FIG. 7 shows the bit allocation format of a typical TBPE excitation. In this example a two stage TBPE code book is used, in which TBPE code book 1 is a 40 sample code book and the second stage is divided into two 20 sample TBPE code books 2A, 2B. Code book 1 uses ten bits for the binary pulse code book index, two bits for the grids of code book 1, one bit for the matrices of code book 1 and four bits for the gain of code book 1. Code books 2A, 2B use 2×6 bits for binary pulse code book indices, 2×2 bits for code book grids, 2×2 bits for code book matrices and 2×4 bits for code book gains. This adds up to 45 bits/5 ms=9 kb/s.
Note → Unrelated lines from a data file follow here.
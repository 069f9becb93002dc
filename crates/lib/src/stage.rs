//! Header and shader staging.
//!
//! Populates the public staging layout from the private source trees:
//! headers keep their directory structure minus the leading module
//! segment, shaders are copied flat by base file name.

use std::fs;
use std::io;
use std::path::{Path, PathBuf};

use filetime::FileTime;
use tracing::debug;

use crate::error::{BuildError, Result};

/// The triad of public output directories under the build root.
#[derive(Debug, Clone, PartialEq, Eq)]
pub struct StagingLayout {
  pub include_dir: PathBuf,
  pub shader_dir: PathBuf,
  pub lib_dir: PathBuf,
}

impl StagingLayout {
  pub fn new(build_root: &Path) -> Self {
    Self {
      include_dir: build_root.join("include"),
      shader_dir: build_root.join("shaders"),
      lib_dir: build_root.join("lib"),
    }
  }

  /// Create all three directories. Creating an existing one is a no-op.
  pub fn ensure(&self) -> Result<()> {
    for dir in [&self.include_dir, &self.shader_dir, &self.lib_dir] {
      create_dir_all(dir)?;
    }
    Ok(())
  }
}

/// Stage one header into the include directory, returning the staged path.
///
/// The header's path relative to `source_root` loses its leading segment,
/// the module directory marking it as library-private. A header sitting
/// directly under the root keeps its bare file name.
pub fn stage_header(source_root: &Path, header: &Path, include_dir: &Path) -> Result<PathBuf> {
  let relative = header.strip_prefix(source_root).unwrap_or(header);

  let mut components = relative.components();
  components.next();
  let remainder = components.as_path();

  let dest = if remainder.as_os_str().is_empty() {
    // Single segment: the header sits directly under the source root.
    include_dir.join(relative)
  } else {
    include_dir.join(remainder)
  };

  if let Some(parent) = dest.parent() {
    create_dir_all(parent)?;
  }
  copy_preserving_mtime(header, &dest)?;
  debug!(from = %header.display(), to = %dest.display(), "staged header");
  Ok(dest)
}

/// Stage one shader flatly into the shader directory under its base name.
///
/// Two shaders sharing a base name overwrite each other; the one staged
/// last wins.
pub fn stage_shader(shader: &Path, shader_dir: &Path) -> Result<PathBuf> {
  let file_name = shader.file_name().ok_or_else(|| BuildError::Staging {
    path: shader.to_path_buf(),
    source: io::Error::new(io::ErrorKind::InvalidInput, "shader path has no file name"),
  })?;

  let dest = shader_dir.join(file_name);
  copy_preserving_mtime(shader, &dest)?;
  debug!(from = %shader.display(), to = %dest.display(), "staged shader");
  Ok(dest)
}

fn create_dir_all(dir: &Path) -> Result<()> {
  fs::create_dir_all(dir).map_err(|source| BuildError::Staging { path: dir.to_path_buf(), source })
}

/// Copy `src` over `dest`, carrying the modification time along where
/// the filesystem allows it.
fn copy_preserving_mtime(src: &Path, dest: &Path) -> Result<()> {
  fs::copy(src, dest).map_err(|source| BuildError::Staging { path: src.to_path_buf(), source })?;

  let metadata = fs::metadata(src).map_err(|source| BuildError::Staging { path: src.to_path_buf(), source })?;
  let mtime = FileTime::from_last_modification_time(&metadata);
  // Best effort: some filesystems refuse timestamp updates.
  let _ = filetime::set_file_mtime(dest, mtime);
  Ok(())
}

#[cfg(test)]
mod tests {
  use super::*;
  use tempfile::TempDir;

  fn write(root: &Path, relative: &str, content: &str) -> PathBuf {
    let path = root.join(relative);
    fs::create_dir_all(path.parent().unwrap()).unwrap();
    fs::write(&path, content).unwrap();
    path
  }

  #[test]
  fn leading_segment_is_dropped() {
    let temp = TempDir::new().unwrap();
    let src_root = temp.path().join("src");
    let include = temp.path().join("include");
    let header = write(&src_root, "core/pigment.h", "// core");

    stage_header(&src_root, &header, &include).unwrap();
    assert!(include.join("pigment.h").is_file());
    assert!(!include.join("core").exists());
  }

  #[test]
  fn deeper_structure_survives_past_the_first_segment() {
    let temp = TempDir::new().unwrap();
    let src_root = temp.path().join("src");
    let include = temp.path().join("include");
    let header = write(&src_root, "a/b/c.h", "// nested");

    let dest = stage_header(&src_root, &header, &include).unwrap();
    assert_eq!(dest, include.join("b").join("c.h"));
    assert!(dest.is_file());
  }

  #[test]
  fn root_level_header_keeps_its_name() {
    let temp = TempDir::new().unwrap();
    let src_root = temp.path().join("src");
    let include = temp.path().join("include");
    let header = write(&src_root, "pigment.h", "// top");

    let dest = stage_header(&src_root, &header, &include).unwrap();
    assert_eq!(dest, include.join("pigment.h"));
    assert!(dest.is_file());
  }

  #[test]
  fn shader_collision_is_last_write_wins() {
    let temp = TempDir::new().unwrap();
    let first = write(temp.path(), "a/tri.vert", "first");
    let second = write(temp.path(), "b/tri.vert", "second");
    let shader_dir = temp.path().join("shaders");
    fs::create_dir_all(&shader_dir).unwrap();

    stage_shader(&first, &shader_dir).unwrap();
    stage_shader(&second, &shader_dir).unwrap();

    let entries: Vec<_> = fs::read_dir(&shader_dir).unwrap().collect();
    assert_eq!(entries.len(), 1);
    assert_eq!(fs::read_to_string(shader_dir.join("tri.vert")).unwrap(), "second");
  }

  #[test]
  fn staging_twice_is_idempotent() {
    let temp = TempDir::new().unwrap();
    let src_root = temp.path().join("src");
    let include = temp.path().join("include");
    let header = write(&src_root, "core/frame.h", "// frame");

    let dest = stage_header(&src_root, &header, &include).unwrap();
    let first = fs::read(&dest).unwrap();
    stage_header(&src_root, &header, &include).unwrap();
    let second = fs::read(&dest).unwrap();
    assert_eq!(first, second);
  }

  #[test]
  fn mtime_is_carried_over() {
    let temp = TempDir::new().unwrap();
    let src_root = temp.path().join("src");
    let include = temp.path().join("include");
    let header = write(&src_root, "core/old.h", "// old");

    let past = FileTime::from_unix_time(1_000_000_000, 0);
    filetime::set_file_mtime(&header, past).unwrap();

    let dest = stage_header(&src_root, &header, &include).unwrap();
    let staged_mtime = FileTime::from_last_modification_time(&fs::metadata(&dest).unwrap());
    assert_eq!(staged_mtime.unix_seconds(), past.unix_seconds());
  }

  #[test]
  fn ensure_tolerates_existing_directories() {
    let temp = TempDir::new().unwrap();
    let layout = StagingLayout::new(temp.path());
    layout.ensure().unwrap();
    layout.ensure().unwrap();
    assert!(layout.include_dir.is_dir());
    assert!(layout.shader_dir.is_dir());
    assert!(layout.lib_dir.is_dir());
  }

  #[test]
  fn unreadable_source_is_a_staging_error() {
    let temp = TempDir::new().unwrap();
    let missing = temp.path().join("src/core/ghost.h");
    let err = stage_header(&temp.path().join("src"), &missing, &temp.path().join("include")).unwrap_err();
    assert!(matches!(err, BuildError::Staging { .. }));
  }
}
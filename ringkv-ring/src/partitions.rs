//! # Partition matrix
//!
//! A symmetric boolean relation over unordered node-port pairs (spec C5),
//! used only to shape the proxy's write fan-out (spec §4.5, §9): partitions
//! never affect reads or the backing-store write-through, and removing a
//! partition does not retroactively repair writes missed while it existed.

use std::collections::HashSet;

use parking_lot::Mutex;

/// Symmetric declared-partition set between node ports.
pub struct PartitionMatrix {
    pairs: Mutex<HashSet<(u16, u16)>>,
}

impl PartitionMatrix {
    pub fn new() -> Self {
        PartitionMatrix { pairs: Mutex::new(HashSet::new()) }
    }

    fn canonical(a: u16, b: u16) -> (u16, u16) {
        if a < b {
            (a, b)
        } else {
            (b, a)
        }
    }

    /// Declares a partition between `a` and `b`. Returns `false` if `a == b`
    /// (rejected by the caller as `BadRequest`, spec §7).
    pub fn create(&self, a: u16, b: u16) -> bool {
        if a == b {
            return false;
        }
        self.pairs.lock().insert(Self::canonical(a, b));
        true
    }

    /// Removes a previously declared partition. No-op if absent.
    pub fn remove(&self, a: u16, b: u16) -> bool {
        if a == b {
            return false;
        }
        self.pairs.lock().remove(&Self::canonical(a, b));
        true
    }

    /// Whether a partition is declared between `a` and `b`. Symmetric by
    /// construction: `has(a, b) == has(b, a)`.
    pub fn has(&self, a: u16, b: u16) -> bool {
        if a == b {
            return false;
        }
        self.pairs.lock().contains(&Self::canonical(a, b))
    }

    /// All declared partitions, each listed once as `(min, max)`.
    pub fn list(&self) -> Vec<(u16, u16)> {
        let mut pairs: Vec<(u16, u16)> = self.pairs.lock().iter().copied().collect();
        pairs.sort_unstable();
        pairs
    }
}

impl Default for PartitionMatrix {
    fn default() -> Self {
        Self::new()
    }
}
The bit error sensitivity for the transformed binary pulse excitation defined in FIG. 7 is shown in FIG. 8. The inherent structure of TBPE gives a gray-coded index in the binary pulse code books. This means that code words close in hamming distance are also close in excitation vector distance. A single bit error will only change the sign of one of the regular pulses. Therefore the bit positions in the index have roughly equal sensitivity in FIG. 8 (bits 1-10 for binary pulse code book 1, bits 18-23 for binary pulse code book 2A and bits 32-37 for binary pulse code book 2B). The first code book including index, grid and matrix (bits 1-10, 11-12, 13) has higher sensitivity. The matrix bit (bit 13) shows a very high sensitivity in this example. Furthermore, the code book gain of the first code book (bits 14-17) shows higher sensitivity than the second code book gains (bits 28-31, 42-45). One problem is that the sensitivity is spread out over the bits. The sensitivity is generally lower than for multi-pulse excitation bits, but there is only a weakly unequal error sensitivity. However, the structure combines inherent index assignment and low complexity. This makes TBPE a strong candidate for replacing the second part of the multi-pulse excitation discussed above.
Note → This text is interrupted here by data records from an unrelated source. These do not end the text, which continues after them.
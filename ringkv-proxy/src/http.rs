//! # Proxy HTTP surface
//!
//! The external interface from spec §6 plus the observability surface
//! (C9): data-plane routes, cluster/membership admin, the partition
//! matrix, and the chaos controller.

use std::sync::Arc;

use axum::extract::{Path, Query, State};
use axum::routing::{delete, get, post};
use axum::{Json, Router};
use serde::Deserialize;

use ringkv_common::dto::{
    AddNodeRequest, ChaosMessageResponse, DataGetQuery, DataGetResponse, DataPutRequest,
    DataPutResponse, PartitionListResponse, PartitionView, RingSnapshotResponse,
};
use ringkv_common::{ApiError, ApiResult};

use crate::state::AppState;
use crate::{data, observability};

pub fn router(state: Arc<AppState>) -> Router {
    Router::new()
        .route("/data", post(put_data))
        .route("/data/:key", get(get_data).delete(delete_data))
        .route("/cluster/add-node", post(add_node))
        .route("/cluster/remove-node/:port", delete(remove_node))
        .route("/partition/create", post(create_partition))
        .route("/partition/remove", post(remove_partition))
        .route("/partition/list", get(list_partitions))
        .route("/chaos/start", post(chaos_start))
        .route("/chaos/stop", post(chaos_stop))
        .route("/chaos/status", get(chaos_status))
        .route("/cluster/map", get(cluster_map))
        .route("/stats/global", get(stats_global))
        .route("/debug/keys", get(debug_keys))
        .with_state(state)
}

#[tracing::instrument(skip(state, body))]
async fn put_data(
    State(state): State<Arc<AppState>>,
    Json(body): Json<DataPutRequest>,
) -> ApiResult<Json<DataPutResponse>> {
    let response = data::put(&state, &body.key, &body.value, body.ttl).await?;
    Ok(Json(response))
}

#[tracing::instrument(skip(state))]
async fn get_data(
    State(state): State<Arc<AppState>>,
    Path(key): Path<String>,
    Query(query): Query<DataGetQuery>,
) -> ApiResult<Json<DataGetResponse>> {
    let response = data::get(&state, &key, query.bypass_cache).await?;
    Ok(Json(response))
}

#[tracing::instrument(skip(state))]
async fn delete_data(
    State(state): State<Arc<AppState>>,
    Path(key): Path<String>,
) -> ApiResult<axum::http::StatusCode> {
    data::delete(&state, &key).await?;
    Ok(axum::http::StatusCode::OK)
}

#[tracing::instrument(skip(state, body))]
async fn add_node(
    State(state): State<Arc<AppState>>,
    Json(body): Json<AddNodeRequest>,
) -> ApiResult<Json<RingSnapshotResponse>> {
    let nodes = state
        .membership
        .add_node(body.host, body.port)
        .map_err(|err| ApiError::Internal(err.to_string()))?;
    Ok(Json(RingSnapshotResponse { nodes }))
}

#[tracing::instrument(skip(state))]
async fn remove_node(
    State(state): State<Arc<AppState>>,
    Path(port): Path<u16>,
) -> ApiResult<axum::http::StatusCode> {
    if state.membership.remove_node(port) {
        Ok(axum::http::StatusCode::OK)
    } else {
        Err(ApiError::BadRequest(format!("no node registered on port {port}")))
    }
}

#[derive(Debug, Deserialize)]
struct PartitionPorts {
    source_port: u16,
    target_port: u16,
}

#[tracing::instrument(skip(state))]
async fn create_partition(
    State(state): State<Arc<AppState>>,
    Query(query): Query<PartitionPorts>,
) -> ApiResult<axum::http::StatusCode> {
    if state.partitions.create(query.source_port, query.target_port) {
        Ok(axum::http::StatusCode::OK)
    } else {
        Err(ApiError::BadRequest("source_port and target_port must differ".to_string()))
    }
}

#[tracing::instrument(skip(state))]
async fn remove_partition(
    State(state): State<Arc<AppState>>,
    Query(query): Query<PartitionPorts>,
) -> ApiResult<axum::http::StatusCode> {
    if state.partitions.remove(query.source_port, query.target_port) {
        Ok(axum::http::StatusCode::OK)
    } else {
        Err(ApiError::BadRequest("source_port and target_port must differ".to_string()))
    }
}

#[tracing::instrument(skip(state))]
async fn list_partitions(State(state): State<Arc<AppState>>) -> Json<PartitionListResponse> {
    let partitions = state
        .partitions
        .list()
        .into_iter()
        .map(|(source, target)| PartitionView { source, target })
        .collect();
    Json(PartitionListResponse { partitions })
}

#[tracing::instrument(skip(state))]
async fn chaos_start(State(state): State<Arc<AppState>>) -> ApiResult<Json<ChaosMessageResponse>> {
    state
        .chaos
        .start()
        .map_err(|err| ApiError::Conflict(err.to_string()))?;
    Ok(Json(ChaosMessageResponse { message: "chaos controller started".to_string() }))
}

#[tracing::instrument(skip(state))]
async fn chaos_stop(State(state): State<Arc<AppState>>) -> ApiResult<Json<ChaosMessageResponse>> {
    state
        .chaos
        .stop()
        .await
        .map_err(|err| ApiError::Conflict(err.to_string()))?;
    Ok(Json(ChaosMessageResponse { message: "chaos controller stopped".to_string() }))
}

#[tracing::instrument(skip(state))]
async fn chaos_status(
    State(state): State<Arc<AppState>>,
) -> Json<ringkv_common::dto::ChaosStatusResponse> {
    Json(state.chaos.status())
}

#[tracing::instrument(skip(state))]
async fn cluster_map(State(state): State<Arc<AppState>>) -> Json<RingSnapshotResponse> {
    Json(observability::cluster_map(&state))
}

#[tracing::instrument(skip(state))]
async fn stats_global(
    State(state): State<Arc<AppState>>,
) -> Json<ringkv_common::dto::GlobalStatsResponse> {
    Json(observability::stats_global(&state).await)
}

#[tracing::instrument(skip(state))]
async fn debug_keys(
    State(state): State<Arc<AppState>>,
) -> Json<ringkv_common::dto::DebugKeysResponse> {
    Json(observability::debug_keys(&state).await)
}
The structure proposed in the present invention is a mixed excitation using a few multi-pulses and a TBPE code book. The positions of the pulses are preferably coded with a restricted position coding scheme, such as phase position coding described above. The mixed excitation using pulses and transformed binary pulse (noise) sequences improve quality. The MPE and TBPE searches are low complexity schemes. The mix of multi-pulse bits and TBPE shows strongly unequal error sensitivity, which fits into an unequal error protection scheme with some bits unprotected.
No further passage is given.